→ TASK DATA:
//! Configuration types for webhotkeys.
//!
//! Responsibilities:
//! - Define the plain-data `Options` recognized by a hotkeys instance.
//! - Define `HintMode` for hint text placement.
//!
//! Does NOT handle:
//! - Loading or validating options (see `loader`).
//! - Closures such as the binding toggle hook (installed on the instance itself).

mod options;

pub use options::{HintMode, Options};
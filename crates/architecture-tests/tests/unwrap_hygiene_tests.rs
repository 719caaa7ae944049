//! Architecture tests for panic hygiene in library and binary code.
//!
//! Non-test source under `crates/*/src` must propagate errors instead of
//! calling `.unwrap()` or `.expect(`. Everything after the first
//! `#[cfg(test)]` in a file is treated as test code, as are files that only
//! exist as test modules (`*_tests.rs`, anything under a `tests/` directory).

mod common;

use std::fs;
use std::path::Path;

use common::{find_workspace_root, rust_files};

const FORBIDDEN: &[&str] = &[".unwrap()", ".expect("];

fn is_test_only_file(path: &Path) -> bool {
    let in_tests_dir = path
        .components()
        .any(|component| component.as_os_str() == "tests");
    let is_tests_module = path
        .file_stem()
        .is_some_and(|stem| stem.to_string_lossy().ends_with("_tests"));
    in_tests_dir || is_tests_module
}

/// Returns `(line_number, line)` for each forbidden call in non-test code.
fn violations(content: &str) -> Vec<(usize, String)> {
    let mut found = Vec::new();
    for (index, line) in content.lines().enumerate() {
        let trimmed = line.trim();
        if trimmed.starts_with("#[cfg(test)]") {
            break;
        }
        if trimmed.starts_with("//") {
            continue;
        }
        if FORBIDDEN.iter().any(|pattern| trimmed.contains(pattern)) {
            found.push((index + 1, trimmed.to_string()));
        }
    }
    found
}

#[test]
fn no_unwrap_in_non_test_code() {
    let workspace_root = find_workspace_root();
    let crates_dir = workspace_root.join("crates");

    let mut failures = Vec::new();
    let mut checked = 0;

    for file_path in rust_files(&crates_dir) {
        let relative = file_path
            .strip_prefix(&workspace_root)
            .unwrap_or(&file_path)
            .to_path_buf();
        let under_src = relative
            .components()
            .any(|component| component.as_os_str() == "src");
        if !under_src || is_test_only_file(&relative) {
            continue;
        }

        let content = fs::read_to_string(&file_path).expect("Failed to read file");
        checked += 1;
        for (line_number, line) in violations(&content) {
            failures.push(format!("{}:{}: {}", relative.display(), line_number, line));
        }
    }

    assert!(checked > 0, "no source files checked under {:?}", crates_dir);
    assert!(
        failures.is_empty(),
        "\n=== Architecture Test Failed: unwrap/expect in non-test code ===\n\n{}\n\n\
         Propagate the error with `?` or handle it explicitly.\n",
        failures.join("\n")
    );
}

#[test]
fn test_violations_stop_at_test_module() {
    let source = r#"
fn parse(input: &str) -> Option<u8> {
    // input.parse().unwrap() would panic here
    input.parse().ok()
}

#[cfg(test)]
mod tests {
    fn t() { "1".parse::<u8>().unwrap(); }
}
"#;
    assert!(violations(source).is_empty());
}

#[test]
fn test_violations_report_line_numbers() {
    let source = "fn a() {}\nfn b() { Some(1).expect(\"one\"); }\n";
    let found = violations(source);
    assert_eq!(found.len(), 1);
    assert_eq!(found[0].0, 2);
}

#[test]
fn test_is_test_only_file() {
    let dir = tempfile::tempdir().unwrap();
    let helper = dir.path().join("src/loader/tests/env_tests.rs");
    assert!(is_test_only_file(&helper));
    assert!(is_test_only_file(Path::new("crates/hotkeys/src/builder_tests.rs")));
    assert!(!is_test_only_file(Path::new("crates/hotkeys/src/registry.rs")));
}
//! Shared test utilities for webhotkeys-cli integration tests.
//!
//! Invariants / Assumptions:
//! - Commands built here never see `WEBHOTKEYS_*` variables from the host.

use assert_cmd::Command;

const OPTION_VARS: [&str; 7] = [
    "WEBHOTKEYS_REPLACE_ACCESS_KEYS",
    "WEBHOTKEYS_GRAB_HELP_KEY",
    "WEBHOTKEYS_HELP_KEY",
    "WEBHOTKEYS_OBSERVE_MUTATIONS",
    "WEBHOTKEYS_MARKER_ATTRIBUTE",
    "WEBHOTKEYS_GROUP_ATTRIBUTE",
    "WEBHOTKEYS_HINT_MODE",
];

/// Returns a hermetic `webhotkeys-cli` command for integration testing.
pub fn webhotkeys_cmd() -> Command {
    let mut cmd = assert_cmd::cargo::cargo_bin_cmd!("webhotkeys-cli");
    for var in OPTION_VARS {
        cmd.env_remove(var);
    }
    cmd.env_remove("RUST_LOG");
    cmd
}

→ BRIEF:
The response must contain each line above that holds the string "handle".

→ RESULT OF THIS TASK:
//! Does NOT handle:
         Propagate the error with `?` or handle it explicitly.\n",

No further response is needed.